Motivation and Context

As #12509 pointed out, currently we hang forever on NFS servers with older kernels using [rw]size > 64k mounts and reads larger than that.

You can demonstrate this by mounting -o rsize=1048576 and then doing dd if=/nfsmount/bigfile of=/dev/null bs=1M iflag=direct on an affected kernel.

Description

Pretty simple.

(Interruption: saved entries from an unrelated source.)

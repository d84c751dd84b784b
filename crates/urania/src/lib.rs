//! Geocentric chart positions, sign/house placement, aspect detection and
//! transit windows.
//!
//! Raw heliocentric coordinates come from a pluggable [`EphemerisSource`];
//! [`MeanElementsSource`] is the built-in low-precision implementation.
//! [`ChartEngine`] ties the pipeline to an injected [`PositionCache`].

pub mod aspects;
pub mod cache;
pub mod chart;
pub mod config;
pub mod engine;
pub mod ephemeris;
pub mod error;
pub mod time;
pub mod transit;

pub use aspects::{detect_aspects, AspectKind, AspectMatch, AspectPoint, AspectTable};
pub use cache::{CacheKey, PositionCache};
pub use chart::{
    format_chart_line, resolve_sign_house, ChartLine, ChartSnapshot, HouseSystem, Sign,
    SignPlacement, SourceTag,
};
pub use config::EngineConfig;
pub use engine::ChartEngine;
pub use ephemeris::{
    Angle, Body, BodyPosition, ChartPoint, EphemerisSource, GeoLocation, Instant,
    MeanElementsSource, MissingBody,
};
pub use error::{AstroError, Result, SourceError};
pub use transit::{estimate_transit_period, TransitPeriod, TransitWindow};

Just don't return EFAULT (which turns into EAGAIN on the way out) if we got some bytes back.

(An alternate fix would be to do the same logic just after the call returns in zfs_read(), to parallel a similar check in zfs_write() - I couldn't decide which one I preferred, and only noticed this was present when checking if zfs_write() did similar things after testing, so I went with the one I ran tests on already.)

How Has This Been Tested?

Could reproduce the problem from #12509 reliably before and never after on 4.9.0-17-amd64 (Debian 9). (Still behaves unchanged on 4.19.0-17-amd64 on Debian 10, too.)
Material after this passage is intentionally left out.